Sooner than he’d expected.

Not answering would be rude, lack of response hurtful.

“Will,” said Don, pushing his way out from beneath the chariot. His smile forced, he stood up, standing over the boy. “You’re up early.”

“Dad wanted us to get a head start,” said Will, bending over and looking at the undercarriage of the chariot. “Air-conditioning unit?”

“Again,” said Don, nodding, wiping his hands with a dirty rag. “A head start on what?”

Will stood up and frowned, “We’re all heading out to the new drill site this morning. You didn’t forget did you?”

“No,” said Don, hoping Will didn’t catch his lie.

They’d had the family meeting last week, a discussion that concluded with John Robinson deciding the trip to the new drill site would involve everyone, including Doctor Smith. A family vacation, he had said. Mind jumbled, emotions controlling his thoughts, Don had forgotten they were leaving today, Will’s reminder jarring him.

Will put his hands on his hips, his face turning serious, and said, “What’s wrong?”

Don paused, his heart pounding, his forced expression falling beneath the realization that Will had seen through his false facade.

“Is it the cooling system?”

Looking away, hiding his features, Don said, “I’m not sure. I think I’ve lost the knack of fixing things.”

“Do you want me to have a look?”

“Sure,” said Don, turning back. “Knock yourself out, Will.”

Will smiled, grin so wide the ache in Don’s chest pulsed, beating in time with his heart. Lifting his hand, Don rubbed at his chest, heel of his palm pressing deep, the action painful. It didn’t help. He felt a hint of guilt, jealous of Will’s ability to be so . . . cheerful. When Will disappeared under the chariot, Don turned and lent back against the vehicle, folded his arms and lowered his head. He could hear Will tinkering, muttering to himself. Don smiled, the expression overcoming his features with ease; the kid was a mechanical genius.


Breakfast was . . . difficult.

The pretence of being excited about the trip was tiring.
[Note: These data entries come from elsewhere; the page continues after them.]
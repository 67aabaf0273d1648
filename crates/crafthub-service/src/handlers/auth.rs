//! Registration and login handlers.
//!
//! These bridge two systems of record: the credential table owned by the
//! game's authentication plugin, and the site's own profile table. A
//! registration writes both; a login verifies against the first and
//! repairs the second if a past registration only got halfway.

use std::sync::Arc;

use axum::extract::State;
use axum::http::{HeaderMap, StatusCode};
use axum::Json;
use serde::{Deserialize, Serialize};

use crafthub_core::{CredentialRecord, PlayerProfile, Username};

use crate::auth::issue_session;
use crate::crypto;
use crate::error::ApiError;
use crate::handlers::players::ProfileResponse;
use crate::state::AppState;

/// Registration request.
#[derive(Debug, Deserialize)]
pub struct RegisterRequest {
    /// Desired account name.
    pub username: String,
    /// Plaintext password; only its hash is stored.
    pub password: String,
    /// Contact address, optional.
    #[serde(default)]
    pub email: Option<String>,
}

/// Login request.
#[derive(Debug, Deserialize)]
pub struct LoginRequest {
    /// Account name.
    pub username: String,
    /// Plaintext password.
    pub password: String,
}

/// Login response.
#[derive(Debug, Serialize)]
pub struct SessionResponse {
    /// Bearer token for subsequent requests.
    pub token: String,
    /// When the token expires.
    pub expires_at: String,
    /// The profile the session is bound to.
    pub profile: ProfileResponse,
}

/// Register a new player.
///
/// Responds with the created profile. Registration is sessionless: the new
/// player logs in afterwards like everyone else.
pub async fn register(
    State(state): State<Arc<AppState>>,
    headers: HeaderMap,
    Json(body): Json<RegisterRequest>,
) -> Result<(StatusCode, Json<ProfileResponse>), ApiError> {
    let username = Username::parse(&body.username)?;

    if !crypto::acceptable_password(&body.password) {
        return Err(ApiError::Validation(format!(
            "password must be {} to {} characters",
            crypto::MIN_PASSWORD_LEN,
            crypto::MAX_PASSWORD_LEN
        )));
    }

    // An empty address is the same as none at all
    let email = body
        .email
        .as_deref()
        .map(str::trim)
        .filter(|e| !e.is_empty())
        .map(str::to_owned);
    if let Some(addr) = &email {
        if !looks_like_email(addr) {
            return Err(ApiError::Validation("email address is not valid".into()));
        }
    }

    // Friendly fast path; the insert below is what actually guarantees
    // uniqueness under concurrent registration.
    if state.store.credential(&username).await?.is_some() {
        return Err(ApiError::Conflict("username is already registered".into()));
    }

    let password_hash = crypto::hash_password(&body.password).map_err(|e| {
        tracing::error!(error = %e, "Password hashing failed");
        ApiError::Internal("password hashing failed".into())
    })?;

    let credential = CredentialRecord::new(
        username.clone(),
        password_hash,
        email.clone(),
        client_ip(&headers),
    );
    state.store.insert_credential(&credential).await?;

    let avatar = state.resolve_avatar(&username).await;
    let profile = PlayerProfile::new(username.clone(), email, avatar);
    if let Err(e) = state.store.upsert_profile(&profile).await {
        // The credential row is in; the login repair path finishes the job.
        tracing::warn!(
            username = %username,
            error = %e,
            "Profile write failed after credential insert - will repair on next login"
        );
        return Err(e.into());
    }

    tracing::info!(username = %username, "Player registered");

    Ok((StatusCode::CREATED, Json(ProfileResponse::from(profile))))
}

/// Log a player in and mint a session token.
pub async fn login(
    State(state): State<Arc<AppState>>,
    Json(body): Json<LoginRequest>,
) -> Result<Json<SessionResponse>, ApiError> {
    // A name that cannot pass registration cannot have an account, so the
    // response is the same as for any other unknown name.
    let Ok(username) = Username::parse(&body.username) else {
        return Err(ApiError::InvalidCredentials);
    };

    let Some(credential) = state.store.credential(&username).await? else {
        tracing::debug!(username = %username, "Login failed: unknown username");
        return Err(ApiError::InvalidCredentials);
    };

    if !crypto::verify_password(&body.password, &credential.password) {
        tracing::debug!(username = %username, "Login failed: wrong password");
        return Err(ApiError::InvalidCredentials);
    }

    // Repair path: a registration that wrote the credential but not the
    // profile leaves this login to finish the job.
    let mut profile = match state.store.profile(&username).await? {
        Some(profile) => profile,
        None => {
            let avatar = state.resolve_avatar(&username).await;
            let profile = PlayerProfile::new(username.clone(), credential.email.clone(), avatar);
            state.store.upsert_profile(&profile).await?;
            tracing::info!(username = %username, "Repaired missing profile on login");
            profile
        }
    };

    state.store.touch_last_online(&username).await?;
    // Keep the returned profile in step with the touch
    profile.last_online = chrono::Utc::now();

    let session = issue_session(&username, &state.config)?;

    tracing::info!(username = %username, "Player logged in");

    Ok(Json(SessionResponse {
        token: session.token,
        expires_at: session.expires_at.to_rfc3339(),
        profile: ProfileResponse::from(profile),
    }))
}

/// Minimal shape check for contact addresses.
fn looks_like_email(raw: &str) -> bool {
    let Some((local, domain)) = raw.split_once('@') else {
        return false;
    };
    !local.is_empty()
        && domain.contains('.')
        && !domain.starts_with('.')
        && !domain.ends_with('.')
}

/// Client address as reported by the reverse proxy, if any.
fn client_ip(headers: &HeaderMap) -> Option<String> {
    let forwarded = headers.get("x-forwarded-for")?.to_str().ok()?;
    let first = forwarded.split(',').next()?.trim();
    if first.is_empty() {
        None
    } else {
        Some(first.to_owned())
    }
}

#[cfg(test)]
mod tests {
    use super::*;

    #[test]
    fn email_shape_check() {
        assert!(looks_like_email("steve@example.com"));
        assert!(looks_like_email("a.b+tag@mail.example.org"));
        assert!(!looks_like_email("no-at-sign"));
        assert!(!looks_like_email("@example.com"));
        assert!(!looks_like_email("steve@nodot"));
        assert!(!looks_like_email("steve@.com"));
        assert!(!looks_like_email("steve@com."));
    }

    #[test]
    fn client_ip_takes_first_forwarded_hop() {
        let mut headers = HeaderMap::new();
        headers.insert(
            "x-forwarded-for",
            "203.0.113.9, 10.0.0.1".parse().unwrap(),
        );
        assert_eq!(client_ip(&headers).as_deref(), Some("203.0.113.9"));

        assert!(client_ip(&HeaderMap::new()).is_none());
    }
}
All around him, voices full of cheer and excitement grated on his nerves, rubbing them raw. Inner turmoil wanted them to stop, to grow quiet, sombre, much like his own mood but he couldn’t dampen their joy. They got very little of it these days, always wary of trouble, danger, lives at risk every day.

Even Smith, usually adamant, had agreed without argument to go on the ‘family vacation’, citing a change of scenery was good for the heart and soul. Don wasn’t so sure, knowing he would feel the same way in any location, the ache travelling with him, sticking close . . . too close.
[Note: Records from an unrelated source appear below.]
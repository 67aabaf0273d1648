//! Fulfillment emission for completed purchases.
//!
//! After a purchase commits, the item's rendered command has to reach the
//! game server somehow. Delivery is fire-and-forget relative to the
//! purchase transaction: the currency is already spent and the ledger row
//! already written, so a delivery failure is logged for reconciliation
//! rather than rolled back.

use std::sync::Arc;

use async_trait::async_trait;

use crafthub_core::PurchaseId;

/// Destination for rendered fulfillment commands.
#[async_trait]
pub trait FulfillmentSink: Send + Sync {
    /// Deliver one rendered command for the given purchase.
    async fn deliver(&self, purchase_id: &PurchaseId, command: &str);
}

/// Sink that records commands in the service log.
///
/// Stands in until an RCON or plugin-channel transport is wired up; the
/// console operator (or a log tailer) applies the commands from there.
#[derive(Debug, Default)]
pub struct LogSink;

#[async_trait]
impl FulfillmentSink for LogSink {
    async fn deliver(&self, purchase_id: &PurchaseId, command: &str) {
        tracing::info!(
            purchase_id = %purchase_id,
            command = %command,
            "Fulfillment command emitted"
        );
    }
}

/// Hand a fulfillment command to the sink without blocking the caller.
///
/// The purchase handler responds as soon as the debit and ledger write
/// commit; delivery happens on its own task.
pub fn emit(sink: Arc<dyn FulfillmentSink>, purchase_id: PurchaseId, command: String) {
    tokio::spawn(async move {
        sink.deliver(&purchase_id, &command).await;
    });
}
Stabbing at a lump of scrambled egg, Don pushed the food around his plate, memorized, his thoughts drifting. Beneath the table, Judy held his left hand, squeezing it when she felt it necessary; her support was his only comfort in an emotionally dark world. He wanted to get up, walk away, hide himself from prying eyes and curious words.

When Judy squeezed his hand harder than necessary, he looked up. Those prying eyes stared at him, expressions questioning him. He glanced at Judy, his own expression asking her a question but her gaze was elsewhere. She was looking at her father. Question answered.

“Sorry, John,” said Don. “I was thinking about the trip.”

It wasn’t a lie. He was worried, knowing he wouldn’t be able to hide, his facade requiring more time and energy when huddled together around a campfire. He didn’t want to go but he couldn’t stay. There would be no reason that would allow him to stay, any excuse picked apart, scrutinized and questioned. He had no choice but to go.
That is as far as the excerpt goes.